> _WHAT YOU HAVE TO DO_
Wherever a line of the records contains "normal", copy that line.

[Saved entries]
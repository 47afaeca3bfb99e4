//! Static time-management tips panel.

use ratatui::{
    Frame,
    layout::Rect,
    text::{Line, Span},
    widgets::{Block, Borders, List, ListItem},
};

use super::theme;

/// The tips shown beside the task list.
const TIPS: [&str; 5] = [
    "Break large tasks into smaller, manageable steps",
    "Use the Pomodoro Technique: 25 minutes of focused work, then a 5-minute break",
    "Prioritize tasks using the high/medium/low priority system",
    "Remove or delegate tasks that aren't essential",
    "Take regular breaks to maintain productivity",
];

/// Render the tips panel.
pub fn render(frame: &mut Frame, area: Rect) {
    let items: Vec<ListItem> = TIPS
        .iter()
        .map(|tip| {
            let line = Line::from(vec![
                Span::styled("• ", theme::normal().fg(theme::TIPS_TITLE)),
                Span::styled(*tip, theme::dimmed()),
            ]);
            ListItem::new(line)
        })
        .collect();

    let block = Block::default()
        .title(Span::styled(
            "Time Management Tips",
            theme::panel_title(theme::TIPS_TITLE),
        ))
        .borders(Borders::ALL)
        .border_style(theme::normal());

    frame.render_widget(List::new(items).block(block), area);
}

> _SOLUTION TO THIS TASK_
                Span::styled("• ", theme::normal().fg(theme::TIPS_TITLE)),
        .border_style(theme::normal());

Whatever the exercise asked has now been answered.